Cardiology Flashcards
what is angina pectoris?
chest pain arising from the heart as a result of myocardial ischaemia
name 3 types of angina
classic/stable, unstable/crescendo, Prinzmetal’s.
decibitus, nocturnal.
what are the differences between stable and unstable angina
stable angina is induced by effort + relieved by rest.
unstable angina occurs at rest.
what is Prinzmetal’s (variant) angina?
angina that occurs without provocation, usually at rest - due to coronary artery spasm.
what causes angina?
atheroma of coronary arteries leading to myocardial ischaemia
give 5 risk factors for angina
diabetes, smoking, hyperlipidaema, hypertension, family history, lack of exercise
list the differential diagnoses of central chest pain
angina, ACS, pericarditis, myocarditis, aortic dissection, massive PE, musculoskeletal, GORD
describe the presentation of angina
central, crushing, retrosternal chest pain - comes on with exertion, relieved by rest.
may radiate to arms and neck
list some things that can exacerbate angina
exercise, cold weather, anger, excitement, heavy meals
give some clinical features, apart from pain, of angina
dyspnoea, nausea, sweating, faintess
what investigation would you carry out on a patient with angina? what would you find?
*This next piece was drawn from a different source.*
mod offset_vec;
mod ref_id;

pub use offset_vec::*;
pub use ref_id::*;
exercise ECG test - ST depression, flat/inverted T waves
how would you manage stable angina?
modify risk factors.
secondary prevention - aspirin, statins.
symptomatic treatment - GTN spray, CCBs, beta blockers, nitrates.
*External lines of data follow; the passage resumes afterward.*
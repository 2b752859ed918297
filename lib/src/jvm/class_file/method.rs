use crate::jvm::class_file::{
    Attribute, Code, ConstantsReader, Parse, Serialize, Utf8ConstantIndex,
};
use crate::jvm::{parse_descriptor, BinaryName, Error, MethodAccessFlags, MethodDescriptor};
use byteorder::{ReadBytesExt, WriteBytesExt};

/// Method declared by a class or interface
///
/// [0]: https://docs.oracle.com/javase/specs/jvms/se15/html/jvms-4.html#jvms-4.6
#[derive(Debug, Clone)]
pub struct Method {
    pub access_flags: MethodAccessFlags,
    pub name_index: Utf8ConstantIndex,
    pub descriptor_index: Utf8ConstantIndex,
    pub attributes: Vec<Attribute>,
}

impl Method {
    pub fn name<'a>(&self, constants: &'a impl ConstantsReader) -> Result<&'a str, Error> {
        constants.utf8(self.name_index)
    }

    pub fn descriptor(
        &self,
        constants: &impl ConstantsReader,
    ) -> Result<MethodDescriptor<BinaryName>, Error> {
        parse_descriptor(constants.utf8(self.descriptor_index)?)
    }

    /// Position of the `Code` attribute in the attribute list (abstract and native methods have
    /// none)
    pub fn code_attribute_position(
        &self,
        constants: &impl ConstantsReader,
    ) -> Result<Option<usize>, Error> {
        for (position, attribute) in self.attributes.iter().enumerate() {
            if attribute.is::<Code>(constants)? {
                return Ok(Some(position));
            }
        }
        Ok(None)
    }

    /// Parse the `Code` attribute, if there is one
    pub fn code(&self, constants: &impl ConstantsReader) -> Result<Option<Code>, Error> {
        match self.code_attribute_position(constants)? {
            None => Ok(None),
            Some(position) => self.attributes[position].decode().map(Some),
        }
    }
}

impl Serialize for Method {
    fn serialize<W: WriteBytesExt>(&self, writer: &mut W) -> std::io::Result<()> {
        self.access_flags.serialize(writer)?;
        self.name_index.serialize(writer)?;
        self.descriptor_index.serialize(writer)?;
        self.attributes.serialize(writer)?;
        Ok(())
    }
}

impl Parse for Method {
    fn parse<R: ReadBytesExt>(reader: &mut R) -> Result<Self, Error> {
        Ok(Method {
            access_flags: MethodAccessFlags::parse(reader)?,
            name_index: Utf8ConstantIndex::parse(reader)?,
            descriptor_index: Utf8ConstantIndex::parse(reader)?,
            attributes: Vec::parse(reader)?,
        })
    }
}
how does aspirin work as a method of secondary prevention in angina?
inhibits COX2 and formation of thromboxane A2 - a platelet aggregating agent.
reduces risk of coronary events.
name an alternative to aspirin in secondary prevention of coronary events.
clopidogrel
give some examples of beta-blockers
bisoprolol, atenolol, propranolol, metoprolol
describe the mechanism of action of beta blockers in improving symptoms of angina
by acting on beta1 receptors in the heart, they reduce the force of contraction and speed of conduction in the heart - relieves myocardial ischaemia by reducing cardiac work and oxygen demand
what is the major contra-indication of beta-blockers? why?
asthma - beta blockers also act on beta2-receptors which are found in the smooth muscles of airways - cause bronchoconstriction!
give some examples of calcium channel blockers
diltiazem, amlodipine, nifedipine, verapamil
describe the mechanism of action of calcium channel blockers in controlling symptoms of stable angina
they decrease calcium entry into vascular and cardiac cells. they reduce myocardial contractility and suppress cardiac conduction - reduce heart rate, contractility and afterload - reduces myocardial oxygen demand - prevents angina.
what are the major side effects of calcium channel blockers?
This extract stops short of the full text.